Aktuell gebe es das Problem, dass mehrere hundert Flüchtlinge länger als die vorgesehenen sechs Monate in der Erstaufnahme verbringen. Das liege am kooperativen Freimeldeverfahren. Die Landkreise und kreisfreien Städte melden freie Plätze in ihren Asylheimen, die dann von der Erstaufnahme belegt werden. Seit mehreren Jahren gebe es aber immer wieder Landkreise wie Barnim, Märkisch-Oderland und Potsdam-Mittelmark, die keine oder zu wenige Plätze als frei melden, berichtet Johlige. Dies habe dadurch kompensiert werden können, dass andere Landkreise ihr Aufnahmesoll übererfüllten. Nach Ansicht Johliges müsste bei Kreisen, die ihr Soll nicht erfüllen, vom Meldeverfahren abgewichen werden. Sie müssten Flüchtlinge ohne Freimeldung zugewiesen bekommen.
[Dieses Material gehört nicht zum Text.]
//! Rules for the four-color ring race (ludo).

use std::sync::Arc;

use smallvec::SmallVec;
use tracing::debug;

use super::engine::RuleEngine;
use crate::board::{lane, LudoPath, TileId, ENTRY_ROLL};
use crate::core::{GameState, PlayerId};

/// Rules for ludo.
///
/// - Extra turn: the die shows a six.
/// - Landing on a ring tile sends every opponent piece there home.
///   A player's own pieces and all goal-lane tiles are safe.
/// - Win: every piece on the color's final goal tile.
#[derive(Clone, Debug)]
pub struct LudoRuleEngine {
    path: Arc<LudoPath>,
}

impl LudoRuleEngine {
    pub fn new(path: Arc<LudoPath>) -> Self {
        Self { path }
    }

    #[must_use]
    pub fn path(&self) -> &LudoPath {
        &self.path
    }
}

impl RuleEngine for LudoRuleEngine {
    fn grants_extra_turn(&self, _player: PlayerId, dice: &[u8], _state: &GameState) -> bool {
        dice.last().is_some_and(|&face| i32::from(face) == ENTRY_ROLL)
    }

    fn apply_post_landing_effects(
        &self,
        player: PlayerId,
        piece: usize,
        landed: TileId,
        state: &mut GameState,
    ) {
        state.set_piece_tile(player, piece, Some(landed));

        if !self.path.is_ring(landed) {
            return;
        }

        let captured: SmallVec<[(PlayerId, usize); 4]> = state
            .occupants(landed)
            .filter(|&(owner, _)| owner != player)
            .collect();
        for (victim, victim_piece) in captured {
            debug!(%player, %victim, piece = victim_piece, tile = landed.raw(), "capture, sent home");
            state.set_piece_tile(victim, victim_piece, None);
        }
    }

    fn has_won(&self, player: PlayerId, state: &GameState) -> bool {
        let Some(player) = state.player(player) else {
            return false;
        };
        let Some(color) = player.color() else {
            return false;
        };
        let final_goal = lane(color).final_goal;
        player.pieces.iter().all(|p| p.tile == Some(final_goal))
    }
}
Was die Zentralisierung von Abschiebungen betrifft, die es bis 1997 in Brandenburg gegeben hat, so verweist Johlige darauf, dass die LINKE bislang die Ansicht vertrat, dass die Kommunen die persönliche Situation der Betroffenen am besten einschätzen können. Doch da Asylentscheidungen teilweise die nötige Fachkenntnis vermissen lassen, was zu unnötigen Härten führe, könne man unter Umständen über eine Zentralisierung reden.